Imaging studies of the right brachial artery were performed with an ATL HDI 3000 ultrasound machine equipped with a 10-MHz linear array transducer, based on a previously published technique.15,16,24⇓⇓ All images were transmitted to a personal computer via Ethernet with DICOM format (Digital Imaging and Communication in Medicine) and then saved on the hard disk of personal computer as a BMP format. Arterial diameters were measured with Image Tool® for Windows version 2.0 (University of Texas Health Science Center, San Antonio, Tex). Measurements were performed by two independent investigators (D.K.J. and H.S.K.) blinded to the subjects’ identity and medication status. Measurements of maximum diameter and percent flow-mediated dilation were made in 10 studies selected at random. The interobserver and intraobserver variability for repeated measurement of maximum diameter were 0.004±0.039 mm and 0.005±0.089 mm, respectively. The interobserver and intraobserver variability for repeated measurement of percent flow-mediated dilation were 0.07±1.27% and 0.15±1.24%, respectively.

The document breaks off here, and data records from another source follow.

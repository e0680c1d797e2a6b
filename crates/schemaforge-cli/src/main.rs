//! SchemaForge Command-Line Client
//!
//! Compiles a JSON schema file with the in-memory store and prints the
//! emitted units, a type summary or the synchronised access grants.

mod output;

use clap::{Parser, Subcommand};
use output::OutputFormat;
use schemaforge_core::{
    CompilerConfig, GrantStore, GrantSynchronizer, MemoryGrantStore, MemoryStore, PassReport,
    SchemaCompiler, SchemaDocument,
};
use std::path::{Path, PathBuf};
use std::sync::Arc;

/// SchemaForge Command-Line Client
#[derive(Parser, Debug)]
#[command(name = "schemaforge")]
#[command(version, about = "SchemaForge schema compiler")]
pub struct Args {
    #[command(subcommand)]
    pub command: Command,

    /// Output format
    #[arg(long, global = true, default_value = "text", value_enum)]
    pub format: OutputFormat,

    /// Allow schema types to reuse built-in or reserved names
    #[arg(long, global = true)]
    pub allow_override: bool,

    /// Activate the units that pass even when others fail
    #[arg(long, global = true)]
    pub force: bool,

    /// Additional reserved type names
    #[arg(long = "reserve", global = true, value_name = "NAME")]
    pub reserved: Vec<String>,
}

#[derive(Subcommand, Debug)]
pub enum Command {
    /// Compile a schema file and print the emitted units
    Compile {
        /// Schema file (JSON)
        schema: PathBuf,
    },
    /// Print a summary of the compiled types
    Types {
        /// Schema file (JSON)
        schema: PathBuf,
    },
    /// Print the access grants the compiled schema requires
    Grants {
        /// Schema file (JSON)
        schema: PathBuf,
    },
}

impl Command {
    fn schema(&self) -> &Path {
        match self {
            Command::Compile { schema } | Command::Types { schema } | Command::Grants { schema } => {
                schema
            }
        }
    }
}

impl Args {
    /// Compiler configuration for the given flags.
    ///
    /// Activation is strict unless `--force` is passed.
    pub fn to_config(&self) -> CompilerConfig {
        CompilerConfig::strict()
            .force_activation(self.force)
            .allow_type_override(self.allow_override)
            .reserved_names(self.reserved.iter().cloned())
    }
}

fn main() {
    tracing_subscriber::fmt()
        .with_writer(std::io::stderr)
        .with_env_filter(
            tracing_subscriber::EnvFilter::try_from_default_env()
                .unwrap_or_else(|_| tracing_subscriber::EnvFilter::new("schemaforge=info")),
        )
        .init();

    let args = Args::parse();

    if let Err(e) = run(args) {
        eprintln!("Error: {}", e);
        std::process::exit(1);
    }
}

fn run(args: Args) -> Result<(), Box<dyn std::error::Error>> {
    let compiled = compile_file(args.command.schema(), args.to_config())?;

    let rendered = match &args.command {
        Command::Compile { .. } => output::render_report(&compiled.report, args.format)?,
        Command::Types { .. } => output::render_types(&compiled.report, args.format)?,
        Command::Grants { .. } => {
            let grants = compiled.grants.store().list()?;
            output::render_grants(&grants, args.format)?
        }
    };
    println!("{}", rendered);

    if compiled.report.generation.is_none() {
        std::process::exit(2);
    }
    Ok(())
}

/// Outcome of compiling a schema file.
pub struct Compiled {
    pub report: PassReport,
    pub grants: GrantSynchronizer,
}

/// Load `path` into an in-memory store and run one reload pass.
pub fn compile_file(path: &Path, config: CompilerConfig) -> Result<Compiled, Box<dyn std::error::Error>> {
    let content = std::fs::read_to_string(path)?;
    let document = SchemaDocument::from_json(&content)?;
    let store = Arc::new(MemoryStore::from_snapshot(document.into_snapshot()));
    let grants = GrantSynchronizer::new(Arc::new(MemoryGrantStore::new()));

    let compiler = SchemaCompiler::builder(store)
        .config(config)
        .grants(grants.clone())
        .build();

    tracing::info!(schema = %path.display(), "compiling schema file");
    let report = compiler.reload().ok_or("reload pass did not run")?;
    Ok(Compiled { report, grants })
}

#[cfg(test)]
mod tests {
    use super::*;
    use schemaforge_core::catalog::PropertyType;
    use schemaforge_core::{PropertyDef, RelationshipDef, SchemaSnapshot, TypeDef};
    use std::io::Write;

    fn schema_file() -> tempfile::NamedTempFile {
        let snapshot = SchemaSnapshot::new(0)
            .with_type(TypeDef::new("Customer"))
            .with_type(TypeDef::new("Order"))
            .with_property("Customer", PropertyDef::typed("email", PropertyType::String))
            .with_relationship(RelationshipDef::one_to_many("Customer", "OWNS", "Order"));
        let json = SchemaDocument::from_snapshot(&snapshot).to_json().unwrap();

        let mut file = tempfile::NamedTempFile::new().unwrap();
        file.write_all(json.as_bytes()).unwrap();
        file
    }

    #[test]
    fn test_parse_args() {
        let args = Args::try_parse_from([
            "schemaforge",
            "compile",
            "schema.json",
            "--format",
            "json",
            "--force",
            "--reserve",
            "Session",
        ])
        .unwrap();

        assert_eq!(args.format, OutputFormat::Json);
        assert_eq!(args.command.schema(), Path::new("schema.json"));

        let config = args.to_config();
        assert!(config.force_activation);
        assert!(!config.allow_type_override);
        assert!(config.reserved_names.contains("Session"));
    }

    #[test]
    fn test_strict_by_default() {
        let args = Args::try_parse_from(["schemaforge", "types", "schema.json"]).unwrap();
        assert!(!args.to_config().force_activation);
    }

    #[test]
    fn test_compile_file() {
        let file = schema_file();
        let compiled = compile_file(file.path(), CompilerConfig::strict()).unwrap();

        assert!(compiled.report.is_clean(), "{:?}", compiled.report.diagnostics);
        assert_eq!(compiled.report.units.len(), 2);
        assert!(compiled
            .grants
            .store()
            .get("Customer/_Orders")
            .unwrap()
            .is_some());
    }

    #[test]
    fn test_missing_file() {
        let result = compile_file(Path::new("/nonexistent/schema.json"), CompilerConfig::new());
        assert!(result.is_err());
    }
}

Data are expressed as mean±SEM or median (range, 25% to 75%). After testing data for normality, we used the Student paired t test or Wilcoxon signed rank test to compare values at baseline and after each therapy, as reported in the Table. We presumed that the second baseline after the washout was not different from the first baseline, because we determined no carryover effect of CEE and progestogen for 6 to 8 weeks from our previous studies15,16,24,25⇓⇓⇓ and thus, we decided 2 months as treatment period without washout and the second baseline. Indeed, we found no carryover effect in this study (see Results). The effects of the two therapies on vascular function and markers of inflammation relative to baseline values were analyzed by one-way repeated measures ANOVA or Friedman’s repeated ANOVA on ranks. After demonstration of significant differences among therapies by ANOVA, post hoc comparisons between treatment pairs were made by use of the Student-Newman-Keuls multiple comparison procedures. Pearson correlation coefficient analysis was used to assess associations between measured parameters. We calculated that 30 subjects would provide 80% power for detecting difference of absolute increase, ≥2.1% flow-mediated dilation of the brachial artery between CEE+MP and CEE+MPA, with α=0.05 based on our previous studies15,24⇓ and others.26 The comparison of endothelium-dependent dilation among the two treatment schemes was prospectively designated as the primary end point. All other comparisons were considered secondary. Therefore, probability values less than the Bonferroni-adjusted α of 0.05/7=0.007 were deemed as statistically significant for the secondary end points.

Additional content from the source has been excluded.